The noodles cut with a knife off a big block of dough resting on a board resting on the cutters shoulder and arm are "Dao Xiao Mian", pronounced "dow sh-ow mean".

The software park with the Active office is `Ruan Jian Yuan". This, and most things with the Chinese R, is totally unpronounceable. The Chinese R doesn`t exist in English, and vice versa. This is apparently responsible for such classic Engrish as `chicken flied lice`.

Lotus root is "Lian Cai", pronounced "lee ann tsai".

The skewers cooked in spicy liquid that we enjoyed from a street vendor were the subject of considerable debate. Eric Li, our primary source of translations, would call them "Ma La Tang", pronounced "my la toh". This seems to mean hot pot, possibly with connotations of receiving the stuff uncooked and doing it yourself. Peggy Liu would call the skewers "Chuan Chuan Xiang", pronounced "chew-an chew-an she-ang". This also apparently means hot pot. Xiang may have something to do with delicious smells. It was unclear why neither term seemed to refer to the skewers from a street vendor very exactly or why there was no consensus on what to call it.

The dish with eggs and tomatoes we like (surprisingly as we have both had horrible versions of it in Vancouver) is called "Xi Hong Shi Chao Ji Dan", pronounced "she hong shugh chow gee dun". "Xi Hong Shi" is tomato, pronounced "she hong shugh". "Chao" is something like cooked in oil, pronounced roughly "chow". "Ji Dan" is egg, pronounced "gee dun".

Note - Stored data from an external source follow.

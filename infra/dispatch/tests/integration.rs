use mbridge_dispatch::*;
use std::cell::{Cell, RefCell};
use std::rc::Rc;

type Log = Rc<RefCell<Vec<&'static str>>>;

fn recorder(log: &Log, name: &'static str, result: ListenerResult) -> impl Fn(&mut u32) -> ListenerResult + 'static {
    let log = Rc::clone(log);
    move |_: &mut u32| {
        log.borrow_mut().push(name);
        result
    }
}

#[test]
fn listeners_run_once_in_registration_order() {
    let registry = DispatchRegistry::new();
    let log: Log = Rc::default();

    registry.register("alpha.core/Tick", recorder(&log, "first", ListenerResult::Continue));
    registry.register("alpha.core/Tick", recorder(&log, "second", ListenerResult::Continue));
    registry.register("alpha.core/Tick", recorder(&log, "third", ListenerResult::Continue));

    let result = registry.post("alpha.core/Tick", 0_u32);

    assert!(!result.is_stopped());
    assert_eq!(result.invoked(), 3);
    assert_eq!(*log.borrow(), ["first", "second", "third"]);
}

#[test]
fn stop_halts_only_the_current_post() {
    let registry = DispatchRegistry::new();
    let log: Log = Rc::default();

    registry.register("alpha.core/Tick", recorder(&log, "first", ListenerResult::Stop));
    registry.register("alpha.core/Tick", recorder(&log, "second", ListenerResult::Continue));

    let result = registry.post("alpha.core/Tick", 0_u32);
    assert!(result.is_stopped());
    assert_eq!(result.invoked(), 1);

    registry.post("alpha.core/Tick", 0_u32);
    assert_eq!(*log.borrow(), ["first", "first"], "stop must apply again on the next post");
}

#[test]
fn unregistering_self_during_post_keeps_others_and_stops_future_delivery() {
    let registry = DispatchRegistry::new();
    let log: Log = Rc::default();
    let own_handle: Rc<Cell<Option<ListenerHandle>>> = Rc::default();

    registry.register("alpha.core/Tick", recorder(&log, "before", ListenerResult::Continue));
    let handle = {
        let registry_ref = registry.clone();
        let log = Rc::clone(&log);
        let own_handle = Rc::clone(&own_handle);
        registry.register("alpha.core/Tick", move |_: &mut u32| {
            log.borrow_mut().push("once");
            if let Some(handle) = own_handle.get() {
                assert!(registry_ref.unregister(handle));
            }
            ListenerResult::Continue
        })
    };
    own_handle.set(Some(handle));
    registry.register("alpha.core/Tick", recorder(&log, "after", ListenerResult::Continue));

    let first = registry.post("alpha.core/Tick", 0_u32);
    let second = registry.post("alpha.core/Tick", 0_u32);

    assert_eq!(first.invoked(), 3);
    assert_eq!(second.invoked(), 2);
    assert_eq!(*log.borrow(), ["before", "once", "after", "before", "after"]);
    assert!(!registry.is_registered(handle));
}

#[test]
fn listener_removed_by_an_earlier_listener_is_skipped() {
    let registry = DispatchRegistry::new();
    let log: Log = Rc::default();
    let victim: Rc<Cell<Option<ListenerHandle>>> = Rc::default();

    {
        let registry_ref = registry.clone();
        let victim = Rc::clone(&victim);
        registry.listen("alpha.core/Tick", move |_: &mut u32| {
            if let Some(handle) = victim.get() {
                registry_ref.unregister(handle);
            }
        });
    }
    victim.set(Some(registry.register("alpha.core/Tick", recorder(&log, "victim", ListenerResult::Continue))));
    registry.register("alpha.core/Tick", recorder(&log, "bystander", ListenerResult::Continue));

    registry.post("alpha.core/Tick", 0_u32);
    assert_eq!(*log.borrow(), ["bystander"]);
}

#[test]
fn listeners_added_during_post_wait_for_the_next_post() {
    let registry = DispatchRegistry::new();
    let log: Log = Rc::default();

    {
        let registry_ref = registry.clone();
        let log = Rc::clone(&log);
        let added = Cell::new(false);
        registry.listen("alpha.core/Tick", move |_: &mut u32| {
            if !added.replace(true) {
                registry_ref.register("alpha.core/Tick", recorder(&log, "late", ListenerResult::Continue));
            }
        });
    }

    assert_eq!(registry.post("alpha.core/Tick", 0_u32).invoked(), 1);
    assert!(log.borrow().is_empty());
    assert_eq!(registry.post("alpha.core/Tick", 0_u32).invoked(), 2);
    assert_eq!(*log.borrow(), ["late"]);
}

#[test]
fn reentrant_posts_are_supported() {
    let registry = DispatchRegistry::new();

    {
        let registry_ref = registry.clone();
        registry.listen("alpha.core/Countdown", move |n: &mut u32| {
            if *n > 0 {
                let mut next = *n - 1;
                registry_ref.post_mut("alpha.core/Countdown", &mut next);
                *n = next + 1;
            }
        });
    }

    let mut value = 5_u32;
    let result = registry.post_mut("alpha.core/Countdown", &mut value);
    assert_eq!(result.invoked(), 1);
    assert_eq!(value, 5);
}

#[test]
fn type_mismatch_is_a_silent_miss() {
    let registry = DispatchRegistry::new();
    let hits = Rc::new(Cell::new(0));

    {
        let hits = Rc::clone(&hits);
        registry.listen("alpha.core/Score", move |_: &mut (String, i32)| hits.set(hits.get() + 1));
    }
    {
        let hits = Rc::clone(&hits);
        // Conflicting signature on the same id: accepted, but only sees i64 posts.
        registry.listen("alpha.core/Score", move |_: &mut i64| hits.set(hits.get() + 10));
    }

    let wrong = registry.post("alpha.core/Score", ("player".to_owned(), 3_i64));
    assert!(!wrong.was_handled());

    let right = registry.post("alpha.core/Score", ("player".to_owned(), 3_i32));
    assert_eq!(right.invoked(), 1);

    registry.post("alpha.core/Score", 7_i64);
    assert_eq!(hits.get(), 11);
}

#[test]
fn posting_without_listeners_is_harmless() {
    let registry = DispatchRegistry::new();
    let result = registry.post("missing.mod/Anything", vec![1, 2, 3]);
    assert!(!result.was_handled());
    assert!(!result.is_stopped());
}

#[test]
fn prefix_and_wildcard_filters_match_namespaces() {
    let registry = DispatchRegistry::new();
    let log: Log = Rc::default();

    registry.register(EventFilter::parse("alpha.core/*").unwrap(), recorder(&log, "ns", ListenerResult::Continue));
    registry.register(EventFilter::parse("*").unwrap(), recorder(&log, "all", ListenerResult::Continue));

    registry.post("alpha.core/Tick", 0_u32);
    registry.post("beta.ui/Tick", 0_u32);

    assert_eq!(*log.borrow(), ["ns", "all", "all"]);
}

#[test]
fn owner_teardown_removes_only_that_owner() {
    let registry = DispatchRegistry::new();
    let log: Log = Rc::default();

    registry.register_owned("alpha.core", "x/Tick", recorder(&log, "alpha-1", ListenerResult::Continue));
    registry.register_owned("beta.ui", "x/Tick", recorder(&log, "beta", ListenerResult::Continue));
    registry.register_owned("alpha.core", "x/Other", recorder(&log, "alpha-2", ListenerResult::Continue));

    assert_eq!(registry.owned_count("alpha.core"), 2);
    assert_eq!(registry.unregister_owner("alpha.core"), 2);
    assert_eq!(registry.unregister_owner("alpha.core"), 0);

    registry.post("x/Tick", 0_u32);
    registry.post("x/Other", 0_u32);
    assert_eq!(*log.borrow(), ["beta"]);
}

#[test]
fn dispatch_event_carries_results_back() {
    let registry = DispatchRegistry::new();
    registry.register("alpha.core/Sum", |(values, total): &mut (Vec<i32>, i32)| {
        *total = values.iter().sum();
        ListenerResult::Stop
    });

    let mut event = DispatchEvent::new("alpha.core/Sum", (vec![1, 2, 3], 0));
    let result = event.post(&registry);

    assert!(result.is_stopped());
    assert_eq!(event.id(), "alpha.core/Sum");
    assert_eq!(event.into_payload().1, 6);
}

#[test]
fn payload_type_follows_remaining_listeners() {
    let registry = DispatchRegistry::new();
    registry.register_owned("alpha.core", "alpha.core/Add", |_: &mut (i32, i32)| {
        ListenerResult::Continue
    });
    assert_eq!(registry.payload_type("alpha.core/Add"), Some(TypeTag::of::<(i32, i32)>()));

    assert_eq!(registry.unregister_owner("alpha.core"), 1);
    assert_eq!(registry.payload_type("alpha.core/Add"), None);

    let seen = Rc::new(Cell::new(0));
    let counter = Rc::clone(&seen);
    let first = registry.listen("alpha.core/Add", move |_: &mut String| counter.set(counter.get() + 1));
    registry.listen("alpha.core/Add", |_: &mut u8| {});
    assert_eq!(registry.payload_type("alpha.core/Add"), Some(TypeTag::of::<String>()));

    assert_eq!(registry.post("alpha.core/Add", String::from("x")).invoked(), 1);
    assert_eq!(seen.get(), 1);

    assert!(registry.unregister(first));
    assert_eq!(registry.payload_type("alpha.core/Add"), Some(TypeTag::of::<u8>()));
}
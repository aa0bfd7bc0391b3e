//! # Attributes
//!
//! Shared state between mods that do not link against each other.
//!
//! An [`AttributeStore`] maps string keys to values of any `'static` type.
//! Each value remembers its [`TypeTag`](mbridge_dispatch::TypeTag), so a read
//! with the wrong type is a miss rather than a bad cast. Keys follow the
//! `<mod id>/<name>` convention.
//!
//! A [`Node`] owns a store and announces every write on the dispatch registry
//! under `attribute-set/<key>`:
//!
//! ```rust
//! use mbridge_attributes::{AttributeSetEvent, Node, attribute_filter};
//! use mbridge_dispatch::DispatchRegistry;
//! use std::cell::Cell;
//! use std::rc::Rc;
//!
//! let registry = DispatchRegistry::new();
//! let seen = Rc::new(Cell::new(0));
//! let counter = Rc::clone(&seen);
//! registry.listen(attribute_filter("alpha.core/Score"), move |_: &mut AttributeSetEvent| {
//!     counter.set(counter.get() + 1);
//! });
//!
//! let node = Node::new(registry);
//! node.set_attribute("alpha.core/Score", 42_i64);
//!
//! assert_eq!(node.get_attribute::<i64>("alpha.core/Score"), Some(42));
//! assert_eq!(node.get_attribute::<i32>("alpha.core/Score"), None);
//! assert_eq!(seen.get(), 1);
//! ```

mod node;
mod store;

pub use node::{
    ATTRIBUTE_SET_PREFIX, AttributeSetEvent, Node, NodeId, any_attribute_filter,
    attribute_event_id, attribute_filter,
};
pub use store::AttributeStore;
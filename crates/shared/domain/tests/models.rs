use mbridge_domain::{Importance, ModId, Platform};

#[test]
fn importance_defaults_to_required_and_parses_lowercase() {
    assert_eq!(Importance::default(), Importance::Required);
    let parsed: Vec<Importance> =
        serde_json::from_str(r#"["required", "recommended", "suggested"]"#).unwrap();
    assert_eq!(parsed, [Importance::Required, Importance::Recommended, Importance::Suggested]);
    assert!(serde_json::from_str::<Importance>(r#""optional""#).is_err());
}

#[test]
fn linkage_rule() {
    assert!(Importance::Required.links(false));
    assert!(Importance::Recommended.links(true));
    assert!(!Importance::Recommended.links(false));
    assert!(!Importance::Suggested.links(true));
}

#[test]
fn mod_ids_are_validated() {
    assert!(ModId::new("alpha.core").is_some());
    assert!(ModId::new("beta-ui_2").is_some());
    for bad in ["", "Alpha.core", ".alpha", "alpha.", "alpha/core", "alpha core"] {
        assert!(ModId::new(bad).is_none(), "{bad:?} should be rejected");
    }
    assert!(serde_json::from_str::<ModId>(r#""Bad/Id""#).is_err());
}

#[test]
fn artifact_names_follow_platform() {
    assert_eq!(Platform::Windows.artifact_name("alpha.core"), "alpha.core.dll");
    assert_eq!(Platform::MacOs.artifact_name("alpha.core"), "alpha.core.dylib");
    assert_eq!(Platform::IOs.artifact_name("alpha.core"), "alpha.core.ios.dylib");
    assert_eq!(Platform::Android32.artifact_name("alpha.core"), "alpha.core.android32.so");
    assert_eq!(Platform::Android64.artifact_name("alpha.core"), "alpha.core.android64.so");
    assert_eq!(Platform::Linux.to_string(), "linux");
}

An official receipt is a "fa piao", pronounced roughly "fa p-yow". We have to collect these to get per diem from Active. They are distinct from normal receipts and often unavailable from smaller restaurants. Cab receipts are always stamped and official. Other stores have booklets of official tickets in fixed amounts (100, 50, 20, 10, 5, 2, 1) that they give you to your total so you may get a number of individual fa piao to make up your total. Some larger stores have the capability to print and stamp an official invoice. This usually requires you to pay, get a normal unofficial receipt, and then take it to some desk to get the official version issued.